Please copy out the entries below exactly, beginning with the line that contains "the earlier slot." and ending with the line that contains "hinted = Some(i);", and include nothing outside that span.
········
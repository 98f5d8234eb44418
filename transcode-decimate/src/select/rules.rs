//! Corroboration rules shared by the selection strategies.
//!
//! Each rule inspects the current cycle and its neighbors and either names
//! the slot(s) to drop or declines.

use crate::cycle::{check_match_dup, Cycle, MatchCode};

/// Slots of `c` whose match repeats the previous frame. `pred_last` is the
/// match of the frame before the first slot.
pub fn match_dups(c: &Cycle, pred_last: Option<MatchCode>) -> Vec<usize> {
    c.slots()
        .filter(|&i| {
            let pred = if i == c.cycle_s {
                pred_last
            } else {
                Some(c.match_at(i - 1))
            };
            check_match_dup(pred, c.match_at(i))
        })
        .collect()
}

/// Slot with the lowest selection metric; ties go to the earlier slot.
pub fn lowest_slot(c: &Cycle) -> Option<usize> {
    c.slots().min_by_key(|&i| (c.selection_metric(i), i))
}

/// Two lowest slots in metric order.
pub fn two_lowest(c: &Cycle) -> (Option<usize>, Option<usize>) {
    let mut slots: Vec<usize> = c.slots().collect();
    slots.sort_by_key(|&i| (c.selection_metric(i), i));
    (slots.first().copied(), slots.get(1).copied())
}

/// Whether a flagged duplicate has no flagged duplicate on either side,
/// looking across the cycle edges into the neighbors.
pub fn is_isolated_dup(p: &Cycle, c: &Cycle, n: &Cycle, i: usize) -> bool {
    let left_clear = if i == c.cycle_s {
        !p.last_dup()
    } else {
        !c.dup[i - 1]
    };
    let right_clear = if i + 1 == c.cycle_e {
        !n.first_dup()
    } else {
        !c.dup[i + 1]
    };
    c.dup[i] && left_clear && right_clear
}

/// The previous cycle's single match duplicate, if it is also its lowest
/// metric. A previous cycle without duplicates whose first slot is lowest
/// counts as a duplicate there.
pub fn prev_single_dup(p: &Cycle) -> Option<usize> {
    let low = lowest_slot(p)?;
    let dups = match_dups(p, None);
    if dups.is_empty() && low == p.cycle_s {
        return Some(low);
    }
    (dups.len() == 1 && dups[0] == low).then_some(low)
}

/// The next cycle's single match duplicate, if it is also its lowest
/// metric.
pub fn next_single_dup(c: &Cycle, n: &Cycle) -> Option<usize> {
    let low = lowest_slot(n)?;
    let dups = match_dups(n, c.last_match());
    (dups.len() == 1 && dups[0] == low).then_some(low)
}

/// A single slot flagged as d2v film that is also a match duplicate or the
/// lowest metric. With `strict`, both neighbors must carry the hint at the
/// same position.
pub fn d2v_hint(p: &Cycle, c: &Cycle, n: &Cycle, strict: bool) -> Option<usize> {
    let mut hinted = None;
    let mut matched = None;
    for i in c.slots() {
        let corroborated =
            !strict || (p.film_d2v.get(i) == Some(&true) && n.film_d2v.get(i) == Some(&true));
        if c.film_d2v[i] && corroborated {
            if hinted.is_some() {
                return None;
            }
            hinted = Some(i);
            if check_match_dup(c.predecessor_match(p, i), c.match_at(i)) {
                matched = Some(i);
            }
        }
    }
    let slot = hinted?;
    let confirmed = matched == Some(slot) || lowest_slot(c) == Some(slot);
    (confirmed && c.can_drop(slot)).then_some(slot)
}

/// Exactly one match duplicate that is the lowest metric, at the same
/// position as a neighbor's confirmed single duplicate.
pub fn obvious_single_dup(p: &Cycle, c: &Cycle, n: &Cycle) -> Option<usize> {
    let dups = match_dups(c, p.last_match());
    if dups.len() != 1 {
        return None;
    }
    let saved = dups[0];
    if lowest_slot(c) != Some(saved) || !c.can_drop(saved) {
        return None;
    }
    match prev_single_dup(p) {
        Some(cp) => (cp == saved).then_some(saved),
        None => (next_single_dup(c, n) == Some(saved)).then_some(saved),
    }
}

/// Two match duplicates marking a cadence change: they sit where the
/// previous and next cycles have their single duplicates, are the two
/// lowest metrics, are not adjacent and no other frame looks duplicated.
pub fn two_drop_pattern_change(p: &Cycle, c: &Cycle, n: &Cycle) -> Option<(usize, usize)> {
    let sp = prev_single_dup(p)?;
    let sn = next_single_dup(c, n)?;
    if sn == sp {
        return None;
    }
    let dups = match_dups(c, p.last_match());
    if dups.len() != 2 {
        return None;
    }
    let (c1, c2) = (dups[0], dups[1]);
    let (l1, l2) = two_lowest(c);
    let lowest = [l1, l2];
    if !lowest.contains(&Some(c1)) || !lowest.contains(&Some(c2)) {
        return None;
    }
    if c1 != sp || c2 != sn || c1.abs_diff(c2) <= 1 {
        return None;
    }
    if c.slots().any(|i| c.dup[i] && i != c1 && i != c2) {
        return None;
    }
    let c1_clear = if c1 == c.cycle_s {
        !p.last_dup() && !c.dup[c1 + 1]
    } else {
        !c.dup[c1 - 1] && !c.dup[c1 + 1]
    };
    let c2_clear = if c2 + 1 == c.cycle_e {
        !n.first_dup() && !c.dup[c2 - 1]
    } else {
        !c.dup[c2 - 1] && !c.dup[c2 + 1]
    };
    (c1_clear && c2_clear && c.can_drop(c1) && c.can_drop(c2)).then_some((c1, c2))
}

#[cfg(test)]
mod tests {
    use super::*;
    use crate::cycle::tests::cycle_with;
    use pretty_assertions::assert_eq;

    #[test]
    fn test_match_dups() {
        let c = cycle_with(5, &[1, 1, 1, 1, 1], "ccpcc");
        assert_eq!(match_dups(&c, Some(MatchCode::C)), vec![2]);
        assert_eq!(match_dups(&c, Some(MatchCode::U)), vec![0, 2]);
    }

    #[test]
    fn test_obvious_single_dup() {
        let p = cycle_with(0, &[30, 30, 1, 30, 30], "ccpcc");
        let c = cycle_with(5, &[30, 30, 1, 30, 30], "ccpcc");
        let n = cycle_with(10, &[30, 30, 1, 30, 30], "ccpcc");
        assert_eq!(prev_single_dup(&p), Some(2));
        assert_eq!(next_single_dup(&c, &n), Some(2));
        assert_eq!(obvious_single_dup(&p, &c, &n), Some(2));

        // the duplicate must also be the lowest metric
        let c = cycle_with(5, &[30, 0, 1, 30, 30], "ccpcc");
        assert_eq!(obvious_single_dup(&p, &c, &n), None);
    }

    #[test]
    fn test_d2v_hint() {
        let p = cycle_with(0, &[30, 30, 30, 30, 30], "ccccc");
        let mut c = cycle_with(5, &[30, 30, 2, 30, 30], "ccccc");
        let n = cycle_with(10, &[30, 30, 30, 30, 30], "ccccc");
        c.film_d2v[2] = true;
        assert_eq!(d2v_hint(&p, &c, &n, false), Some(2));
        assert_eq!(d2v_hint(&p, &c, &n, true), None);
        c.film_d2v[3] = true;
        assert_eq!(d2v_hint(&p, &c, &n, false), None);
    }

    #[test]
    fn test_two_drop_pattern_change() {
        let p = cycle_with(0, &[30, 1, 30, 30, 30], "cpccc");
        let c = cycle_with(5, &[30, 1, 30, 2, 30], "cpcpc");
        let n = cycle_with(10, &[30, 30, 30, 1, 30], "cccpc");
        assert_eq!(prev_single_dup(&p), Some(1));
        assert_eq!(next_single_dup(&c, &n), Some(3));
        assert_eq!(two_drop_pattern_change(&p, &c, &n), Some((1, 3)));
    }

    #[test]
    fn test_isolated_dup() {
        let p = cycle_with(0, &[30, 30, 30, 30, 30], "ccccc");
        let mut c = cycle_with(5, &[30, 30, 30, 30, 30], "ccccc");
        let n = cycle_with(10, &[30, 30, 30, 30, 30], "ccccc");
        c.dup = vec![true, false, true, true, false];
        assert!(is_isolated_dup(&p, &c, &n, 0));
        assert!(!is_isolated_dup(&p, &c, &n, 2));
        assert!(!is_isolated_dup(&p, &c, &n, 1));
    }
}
········
[Solution for this exercise]
/// Slot with the lowest selection metric; ties go to the earlier slot.
pub fn lowest_slot(c: &Cycle) -> Option<usize> {
    c.slots().min_by_key(|&i| (c.selection_metric(i), i))
}

/// Two lowest slots in metric order.
pub fn two_lowest(c: &Cycle) -> (Option<usize>, Option<usize>) {
    let mut slots: Vec<usize> = c.slots().collect();
    slots.sort_by_key(|&i| (c.selection_metric(i), i));
    (slots.first().copied(), slots.get(1).copied())
}

/// Whether a flagged duplicate has no flagged duplicate on either side,
/// looking across the cycle edges into the neighbors.
pub fn is_isolated_dup(p: &Cycle, c: &Cycle, n: &Cycle, i: usize) -> bool {
    let left_clear = if i == c.cycle_s {
        !p.last_dup()
    } else {
        !c.dup[i - 1]
    };
    let right_clear = if i + 1 == c.cycle_e {
        !n.first_dup()
    } else {
        !c.dup[i + 1]
    };
    c.dup[i] && left_clear && right_clear
}

/// The previous cycle's single match duplicate, if it is also its lowest
/// metric. A previous cycle without duplicates whose first slot is lowest
/// counts as a duplicate there.
pub fn prev_single_dup(p: &Cycle) -> Option<usize> {
    let low = lowest_slot(p)?;
    let dups = match_dups(p, None);
    if dups.is_empty() && low == p.cycle_s {
        return Some(low);
    }
    (dups.len() == 1 && dups[0] == low).then_some(low)
}

/// The next cycle's single match duplicate, if it is also its lowest
/// metric.
pub fn next_single_dup(c: &Cycle, n: &Cycle) -> Option<usize> {
    let low = lowest_slot(n)?;
    let dups = match_dups(n, c.last_match());
    (dups.len() == 1 && dups[0] == low).then_some(low)
}

/// A single slot flagged as d2v film that is also a match duplicate or the
/// lowest metric. With `strict`, both neighbors must carry the hint at the
/// same position.
pub fn d2v_hint(p: &Cycle, c: &Cycle, n: &Cycle, strict: bool) -> Option<usize> {
    let mut hinted = None;
    let mut matched = None;
    for i in c.slots() {
        let corroborated =
            !strict || (p.film_d2v.get(i) == Some(&true) && n.film_d2v.get(i) == Some(&true));
        if c.film_d2v[i] && corroborated {
            if hinted.is_some() {
                return None;
            }
            hinted = Some(i);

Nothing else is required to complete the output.